Don’t be afraid of getting a work permit
Most companies still believe that getting a candidate from outside the EU is a difficult and long drawn out process. It’s not. Getting a work permit for software developers takes less time that the interview process and costs about €1,000. There are amazingly talented developers with prized big data, development and analytics skills in countries like Ukraine who would jump at the opportunity of moving to Ireland. Companies who secure a visa for a candidate are more likely to keep them because the visa ties the candidate to the company.
Most companies still believe that getting a candidate from outside the EU is a difficult and long drawn out process. It’s not.
Posting a job for a big data engineer on a job board and getting ten qualified applications doesn’t happen. The world has changed. There is an excess of demand for key tech skills. Employers need to recognise this reality. Highly skilled engineers will typically receive three or more offers when they’re changing jobs. Companies need to sell themselves, not just through higher pay, but through honest employer branding. If you want to see what people are saying about your company take a look at Glassdoor.com. It’s where developers go before interviewing with you.

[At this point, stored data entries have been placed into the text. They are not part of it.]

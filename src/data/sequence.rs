// sequence.rs - Validated nucleotide sequences

use std::fmt;
use std::str::FromStr;

use crate::error::{AnalysisError, AnalysisResult};

/// Gap symbol used where one side of a comparison has no base
pub const GAP: char = '-';

/// Index of an uppercase nucleotide (A=0, C=1, G=2, T=3)
#[inline]
pub fn base_index(base: u8) -> Option<usize> {
    match base {
        b'A' => Some(0),
        b'C' => Some(1),
        b'G' => Some(2),
        b'T' => Some(3),
        _ => None,
    }
}

/// A and G are purines, C and T pyrimidines
#[inline]
pub fn is_purine(base: u8) -> bool {
    matches!(base, b'A' | b'G')
}

/// Substitution between two purines or two pyrimidines
#[inline]
pub fn is_transition(from: u8, to: u8) -> bool {
    from != to && is_purine(from) == is_purine(to)
}

/// GC percentage of raw bases, 0 for an empty slice
pub fn gc_percent(bases: &[u8]) -> f64 {
    if bases.is_empty() {
        return 0.0;
    }
    let gc = bases.iter().filter(|&&b| b == b'G' || b == b'C').count();
    gc as f64 / bases.len() as f64 * 100.0
}

/// Nucleotide sequence over {A, C, G, T}, normalized to uppercase.
///
/// Construction is the only place symbols are checked; every analysis routine
/// can rely on the alphabet invariant.
#[derive(Debug, Clone, Default, PartialEq, Eq, Hash)]
pub struct Sequence {
    bases: Vec<u8>,
}

impl Sequence {
    /// Parse a sequence, trimming surrounding whitespace and uppercasing.
    ///
    /// Error positions count characters of the trimmed input.
    pub fn parse(raw: &str) -> AnalysisResult<Self> {
        let raw = raw.trim();
        let mut bases = Vec::with_capacity(raw.len());
        for (position, symbol) in raw.chars().enumerate() {
            let upper = symbol.to_ascii_uppercase();
            match u8::try_from(upper).ok().filter(|&b| base_index(b).is_some()) {
                Some(b) => bases.push(b),
                None => return Err(AnalysisError::InvalidSequence { position, symbol }),
            }
        }
        Ok(Self { bases })
    }

    pub fn empty() -> Self {
        Self::default()
    }

    pub fn as_bytes(&self) -> &[u8] {
        &self.bases
    }

    pub fn len(&self) -> usize {
        self.bases.len()
    }

    pub fn is_empty(&self) -> bool {
        self.bases.is_empty()
    }

    pub fn gc_content(&self) -> f64 {
        gc_percent(&self.bases)
    }

    /// CRC32 checksum of the bases
    pub fn checksum(&self) -> u32 {
        let mut hasher = crc32fast::Hasher::new();
        hasher.update(&self.bases);
        hasher.finalize()
    }
}

impl FromStr for Sequence {
    type Err = AnalysisError;

    fn from_str(s: &str) -> Result<Self, Self::Err> {
        Self::parse(s)
    }
}

impl fmt::Display for Sequence {
    fn fmt(&self, f: &mut fmt::Formatter<'_>) -> fmt::Result {
        // Bases are validated ASCII
        f.write_str(&String::from_utf8_lossy(&self.bases))
    }
}

impl AsRef<[u8]> for Sequence {
    fn as_ref(&self) -> &[u8] {
        &self.bases
    }
}

#[cfg(test)]
mod tests {
    use super::*;

    #[test]
    fn test_parse_normalizes_case_and_whitespace() {
        let seq = Sequence::parse("  atcGaT\n").unwrap();
        assert_eq!(seq.as_bytes(), b"ATCGAT");
        assert_eq!(seq.to_string(), "ATCGAT");
        assert_eq!(seq.len(), 6);
    }

    #[test]
    fn test_parse_rejects_invalid_symbol() {
        let err = Sequence::parse("ACGNT").unwrap_err();
        assert_eq!(
            err,
            AnalysisError::InvalidSequence {
                position: 3,
                symbol: 'N'
            }
        );

        assert!(Sequence::parse("AC GT").is_err());
    }

    #[test]
    fn test_parse_reports_non_ascii_symbol_by_character() {
        let err = Sequence::parse("ACé GT").unwrap_err();
        assert_eq!(
            err,
            AnalysisError::InvalidSequence {
                position: 2,
                symbol: 'é'
            }
        );

        let err = Sequence::parse(" µAC").unwrap_err();
        assert_eq!(
            err,
            AnalysisError::InvalidSequence {
                position: 0,
                symbol: 'µ'
            }
        );
    }

    #[test]
    fn test_empty_sequence_is_valid() {
        let seq = Sequence::parse("").unwrap();
        assert!(seq.is_empty());
        assert_eq!(seq.gc_content(), 0.0);
    }

    #[test]
    fn test_gc_content() {
        assert_eq!(Sequence::parse("ATGC").unwrap().gc_content(), 50.0);
        assert_eq!(Sequence::parse("GGCC").unwrap().gc_content(), 100.0);
        assert_eq!(Sequence::parse("ATAT").unwrap().gc_content(), 0.0);
    }

    #[test]
    fn test_transition_partition() {
        assert!(is_transition(b'A', b'G'));
        assert!(is_transition(b'T', b'C'));
        assert!(!is_transition(b'A', b'T'));
        assert!(!is_transition(b'G', b'C'));
        assert!(!is_transition(b'A', b'A'));
    }

    #[test]
    fn test_checksum_is_stable() {
        let a = Sequence::parse("ATCG").unwrap();
        let b = Sequence::parse("atcg").unwrap();
        let c = Sequence::parse("GCTA").unwrap();
        assert_eq!(a.checksum(), b.checksum());
        assert_ne!(a.checksum(), c.checksum());
    }
}
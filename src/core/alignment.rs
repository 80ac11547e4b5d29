// alignment.rs - Positional alignment and identity scoring

use serde::{Deserialize, Serialize};

use crate::core::traits::{PatientSequences, SequenceAnalyzer};
use crate::data::Sequence;

/// Identity and composition of a reference/sample pair
#[derive(Debug, Clone, PartialEq, Serialize, Deserialize)]
pub struct AlignmentResult {
    pub identity_percent: f64,
    pub aligned_length: usize,
    pub gap_count: usize,
    pub mismatch_positions: Vec<usize>,
    pub gc_content_reference: f64,
    pub gc_content_sample: f64,
    pub reference_length: usize,
    pub sample_length: usize,
}

impl AlignmentResult {
    pub fn mismatch_count(&self) -> usize {
        self.mismatch_positions.len()
    }

    pub fn matches(&self) -> usize {
        self.aligned_length - self.gap_count - self.mismatch_count()
    }

    /// Mismatches plus gap positions
    pub fn hamming_distance(&self) -> usize {
        self.mismatch_count() + self.gap_count
    }
}

/// Compares sequences offset by offset; overhang of the longer one counts as gaps
#[derive(Debug, Clone, Copy, Default)]
pub struct SequenceAligner;

impl SequenceAligner {
    pub fn new() -> Self {
        Self
    }

    pub fn align(&self, reference: &Sequence, sample: &Sequence) -> AlignmentResult {
        let ref_bytes = reference.as_bytes();
        let sample_bytes = sample.as_bytes();

        let min_len = ref_bytes.len().min(sample_bytes.len());
        let aligned_length = ref_bytes.len().max(sample_bytes.len());
        let gap_count = aligned_length - min_len;

        let mismatch_positions = mismatch_positions(ref_bytes, sample_bytes);
        let matches = min_len - mismatch_positions.len();

        // Two empty sequences are identical by convention
        let identity_percent = if aligned_length == 0 {
            100.0
        } else {
            matches as f64 / aligned_length as f64 * 100.0
        };

        AlignmentResult {
            identity_percent,
            aligned_length,
            gap_count,
            mismatch_positions,
            gc_content_reference: reference.gc_content(),
            gc_content_sample: sample.gc_content(),
            reference_length: ref_bytes.len(),
            sample_length: sample_bytes.len(),
        }
    }
}

impl SequenceAnalyzer for SequenceAligner {
    type Output = AlignmentResult;

    fn name(&self) -> &'static str {
        "SequenceAligner"
    }

    fn description(&self) -> &'static str {
        "Positional identity, gaps, mismatches and GC content"
    }

    fn analyze(&self, input: &PatientSequences) -> AlignmentResult {
        self.align(&input.reference, &input.sample)
    }
}

/// Offsets within the overlapping region where the sequences differ
pub fn mismatch_positions(seq1: &[u8], seq2: &[u8]) -> Vec<usize> {
    seq1.iter()
        .zip(seq2.iter())
        .enumerate()
        .filter(|(_, (a, b))| a != b)
        .map(|(i, _)| i)
        .collect()
}
// args.rs - Command line arguments definition

use argh::FromArgs;

#[derive(FromArgs)]
/// geneseq - Reference/sample sequence analysis and risk screening
pub struct Args {
    /// path to CSV dataset (long or paired layout)
    #[argh(option)]
    pub dataset: Option<String>,

    /// path to reference FASTA (paired with --sample-fasta by record id)
    #[argh(option)]
    pub reference_fasta: Option<String>,

    /// path to sample FASTA (paired with --reference-fasta by record id)
    #[argh(option)]
    pub sample_fasta: Option<String>,

    /// output report file
    #[argh(option)]
    pub output: Option<String>,

    /// report format: json, msgpack (default: json)
    #[argh(option, default = "String::from(\"json\")")]
    pub format: String,

    /// per-patient summary table file
    #[argh(option)]
    pub summary: Option<String>,

    /// summary table format: tsv, csv (default: tsv)
    #[argh(option, default = "String::from(\"tsv\")")]
    pub summary_format: String,

    /// analysis preset: clinical, sensitive, conservative (default: clinical)
    #[argh(option, default = "String::from(\"clinical\")")]
    pub preset: String,

    /// hotspot window size in bases (overrides preset)
    #[argh(option)]
    pub hotspot_window: Option<usize>,

    /// hotspot density threshold in mutations per base (overrides preset)
    #[argh(option)]
    pub hotspot_threshold: Option<f64>,

    /// mutation rate (%) at or above which risk is HIGH (overrides preset)
    #[argh(option)]
    pub high_risk_threshold: Option<f64>,

    /// mutation rate (%) at or above which risk is MODERATE (overrides preset)
    #[argh(option)]
    pub moderate_risk_threshold: Option<f64>,

    /// minimum conserved region length (overrides preset)
    #[argh(option)]
    pub min_conserved_length: Option<usize>,

    /// entropy threshold in bits below which a window is conserved (overrides preset)
    #[argh(option)]
    pub entropy_threshold: Option<f64>,

    /// shortest tandem repeat unit (overrides preset)
    #[argh(option)]
    pub min_repeat_unit: Option<usize>,

    /// longest tandem repeat unit (overrides preset)
    #[argh(option)]
    pub max_repeat_unit: Option<usize>,

    /// minimum copies of a tandem repeat unit (overrides preset)
    #[argh(option)]
    pub min_repeat_copies: Option<usize>,

    /// motif table file replacing the built-in motifs (name<TAB>pattern per line)
    #[argh(option)]
    pub motifs: Option<String>,

    /// include only patients matching regex pattern
    #[argh(option)]
    pub include_patients: Option<String>,

    /// exclude patients matching regex pattern
    #[argh(option)]
    pub exclude_patients: Option<String>,

    /// analyze at most this many patients
    #[argh(option)]
    pub max_patients: Option<usize>,

    /// number of threads (default: auto-detect)
    #[argh(option)]
    pub threads: Option<usize>,

    /// cache file path for reuse across runs (.lz4 extension)
    #[argh(option)]
    pub cache_file: Option<String>,

    /// user note to save with the cache for future reference
    #[argh(option)]
    pub cache_note: Option<String>,

    /// ignore a cache built with different analysis parameters (start fresh)
    #[argh(switch)]
    pub force_recompute: bool,

    /// hide the progress bar
    #[argh(switch)]
    pub no_progress: bool,

    /// validate inputs without computation (dry run)
    #[argh(switch)]
    pub dry_run: bool,

    /// path to TOML configuration file
    #[argh(option)]
    pub config: Option<String>,

    /// generate sample configuration file and exit
    #[argh(switch)]
    pub generate_config: bool,
}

Don’t rely on just one person to hire
Finally, internal bottlenecks can be the real skills gap. The ability to identify technical skills and assess competences is difficult. Too many small and medium sized companies expect one person in HR to know it all. It’s completely unrealistic to expect one person to be able to properly source and screen for software development, online marketing, data analytics, UX/UI and product management roles. Recruitment in the tech sector has become increasingly specialised with the old methods simply not working.